* [Task to carry out] Your job is to set down the stretch of entries that opens with the line containing "--- scheduler &" and closes with the line containing "first task spawn.". Keep both end lines, copy each exactly, and add nothing.

-*-

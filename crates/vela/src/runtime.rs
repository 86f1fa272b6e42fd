//! The process-shared runtime handle.
//!
//! All shared registries live here: the class table (keyed by [`ClassId`]),
//! extension tables, the stdlib extension table, annotation processors, the
//! foreign bridge, and the scheduler. One `Arc<Runtime>` is passed to every
//! interpreter; child task interpreters share it. Registration happens
//! single-threaded (module load), reads happen from any task thread.

use std::sync::{
    Arc, OnceLock,
    atomic::{AtomicU32, Ordering},
};

use ahash::AHashMap;
use parking_lot::RwLock;

use crate::{
    concurrent::Scheduler,
    errors::{ExcKind, RunResult},
    foreign::{ExternalObject, ForeignClass, ForeignRegistry},
    policy::SecurityPolicy,
    resource::ResourceError,
    types::{ClassId, ClassValue, NativeFn},
    value::{TypeTag, Value},
};

/// How a stdlib extension member behaves on property-style access.
#[derive(Debug, Clone, Copy, PartialEq, Eq)]
pub enum StdMemberKind {
    /// Auto-invoked on member access (`"s".length`).
    Property,
    /// Returned as a bound callable (`list.map`).
    Method,
}

/// One entry of the stdlib extension table.
#[derive(Debug, Clone)]
pub struct StdMember {
    pub f: Arc<NativeFn>,
    pub kind: StdMemberKind,
}

/// Host payload behind synthesized exception values bound by catch clauses.
#[derive(Debug, Clone)]
pub struct CaughtException {
    pub kind: ExcKind,
    pub message: String,
}

#[derive(Debug, Default)]
pub struct Runtime {
    classes: RwLock<Vec<Arc<ClassValue>>>,
    class_names: RwLock<AHashMap<Arc<str>, Arc<ClassValue>>>,
    /// User extension functions keyed by `(target type name, member name)`.
    ext_fns: RwLock<AHashMap<(Arc<str>, Arc<str>), Value>>,
    /// User extension properties (zero-arg, auto-invoked).
    ext_props: RwLock<AHashMap<(Arc<str>, Arc<str>), Value>>,
    /// Stdlib extension table keyed by `(type tag, member name)`.
    stdlib_ext: RwLock<AHashMap<(TypeTag, Arc<str>), StdMember>>,
    annotation_processors: RwLock<AHashMap<Arc<str>, Value>>,
    foreign: ForeignRegistry,
    scheduler: OnceLock<Arc<Scheduler>>,
    /// Live async task count, bounded by the policy's `max_async_tasks`.
    active_tasks: AtomicU32,
    /// Lazily-built descriptor for engine-raised exception values.
    exception_class: OnceLock<Arc<ForeignClass>>,
}

impl Runtime {
    pub fn new() -> Arc<Self> {
        Arc::new(Self::default())
    }

    // --- classes ----------------------------------------------------------

    pub fn next_class_id(&self) -> ClassId {
        ClassId::new(self.classes.read().len())
    }

    /// Registers a class. Later registrations shadow earlier ones by name
    /// (REPL redefinition); the id-indexed table keeps both.
    pub fn register_class(&self, class: Arc<ClassValue>) {
        self.class_names.write().insert(class.name.clone(), class.clone());
        self.classes.write().push(class);
    }

    pub fn class_by_name(&self, name: &str) -> Option<Arc<ClassValue>> {
        self.class_names.read().get(name).cloned()
    }

    pub fn class_by_id(&self, id: ClassId) -> Option<Arc<ClassValue>> {
        self.classes.read().get(id.index()).cloned()
    }

    // --- extensions -------------------------------------------------------

    pub fn register_extension_fn(&self, target: Arc<str>, name: Arc<str>, callable: Value) {
        self.ext_fns.write().insert((target, name), callable);
    }

    pub fn register_extension_prop(&self, target: Arc<str>, name: Arc<str>, getter: Value) {
        self.ext_props.write().insert((target, name), getter);
    }

    pub fn extension_fn(&self, target: &str, name: &str) -> Option<Value> {
        self.ext_fns
            .read()
            .get(&(Arc::from(target), Arc::from(name)))
            .cloned()
    }

    pub fn extension_prop(&self, target: &str, name: &str) -> Option<Value> {
        self.ext_props
            .read()
            .get(&(Arc::from(target), Arc::from(name)))
            .cloned()
    }

    pub fn register_stdlib_member(&self, tag: TypeTag, name: impl Into<Arc<str>>, member: StdMember) {
        self.stdlib_ext.write().insert((tag, name.into()), member);
    }

    pub fn stdlib_member(&self, tag: TypeTag, name: &str) -> Option<StdMember> {
        self.stdlib_ext.read().get(&(tag, Arc::from(name))).cloned()
    }

    // --- annotation processors -------------------------------------------

    pub fn set_annotation_processor(&self, name: Arc<str>, handler: Option<Value>) {
        let mut processors = self.annotation_processors.write();
        match handler {
            Some(handler) => {
                processors.insert(name, handler);
            }
            None => {
                processors.remove(&name);
            }
        }
    }

    pub fn annotation_processor(&self, name: &str) -> Option<Value> {
        self.annotation_processors.read().get(name).cloned()
    }

    // --- foreign bridge ---------------------------------------------------

    pub fn foreign(&self) -> &ForeignRegistry {
        &self.foreign
    }

    pub fn resolve_foreign_class(
        &self,
        name: &str,
        policy: &SecurityPolicy,
    ) -> RunResult<Option<Arc<ForeignClass>>> {
        self.foreign.resolve(name, policy)
    }

    // --- scheduler & task budget -----------------------------------------

    pub fn scheduler(&self) -> &Arc<Scheduler> {
        self.scheduler.get_or_init(|| Arc::new(Scheduler::new_default()))
    }

    /// Installs a host scheduler. Must happen before the first task spawn.
    pub fn set_scheduler(&self, scheduler: Arc<Scheduler>) {
        let _ = self.scheduler.set(scheduler);
    }

    pub fn acquire_task_permit(&self, policy: &SecurityPolicy) -> RunResult<()> {
        let max = policy.max_async_tasks;
        if max == 0 {
            self.active_tasks.fetch_add(1, Ordering::AcqRel);
            return Ok(());
        }
        let prev = self.active_tasks.fetch_add(1, Ordering::AcqRel);
        if prev >= max {
            self.active_tasks.fetch_sub(1, Ordering::AcqRel);
            return Err(ResourceError::Tasks { limit: max }.into());
        }
        Ok(())
    }

    pub fn release_task_permit(&self) {
        self.active_tasks.fetch_sub(1, Ordering::AcqRel);
    }

    // --- exception values -------------------------------------------------

    /// Builds the value bound by a catch clause for engine-raised errors:
    /// an external object exposing `message` and `kind`.
    pub fn make_exception_value(&self, kind: ExcKind, message: &str) -> Value {
        let class = self
            .exception_class
            .get_or_init(|| {
                ForeignClass::builder("Exception")
                    .field("message", |ext: &ExternalObject| {
                        ext.downcast::<CaughtException>()
                            .map_or(Value::Null, |c| Value::str(c.message.clone()))
                    })
                    .field("kind", |ext: &ExternalObject| {
                        ext.downcast::<CaughtException>()
                            .map_or(Value::Null, |c| Value::str(c.kind.to_string()))
                    })
                    .build()
            })
            .clone();
        Value::External(ExternalObject::new(
            class,
            Box::new(CaughtException {
                kind,
                message: message.to_owned(),
            }),
        ))
    }

    // --- teardown ---------------------------------------------------------

    /// Clears the class registries, breaking reference cycles between class
    /// method tables, closure environments, and class values held in global
    /// bindings. Called by the owning interpreter at shutdown.
    pub fn clear_registries(&self) {
        self.class_names.write().clear();
        for class in self.classes.write().drain(..) {
            class.statics.write().clear();
            class.enum_entries.write().clear();
        }
        self.ext_fns.write().clear();
        self.ext_props.write().clear();
        self.annotation_processors.write().clear();
    }
}

/// Registration handle returned by `register_annotation_processor`.
#[derive(Debug, Clone)]
pub struct AnnotationHandle {
    runtime: Arc<Runtime>,
    name: Arc<str>,
    handler: Value,
}

impl AnnotationHandle {
    pub(crate) fn new(runtime: Arc<Runtime>, name: Arc<str>, handler: Value) -> Self {
        runtime.set_annotation_processor(name.clone(), Some(handler.clone()));
        Self { runtime, name, handler }
    }

    /// Removes the processor; classes registered afterwards skip it.
    pub fn unregister(&self) {
        self.runtime.set_annotation_processor(self.name.clone(), None);
    }

    /// Re-installs the processor after `unregister`.
    pub fn register(&self) {
        self.runtime
            .set_annotation_processor(self.name.clone(), Some(self.handler.clone()));
    }

    /// Swaps the handler in place.
    pub fn replace(&mut self, new_handler: Value) {
        self.handler = new_handler;
        self.register();
    }
}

-*-

* [Exercise solution]
    // --- scheduler & task budget -----------------------------------------

    pub fn scheduler(&self) -> &Arc<Scheduler> {
        self.scheduler.get_or_init(|| Arc::new(Scheduler::new_default()))
    }

    /// Installs a host scheduler. Must happen before the first task spawn.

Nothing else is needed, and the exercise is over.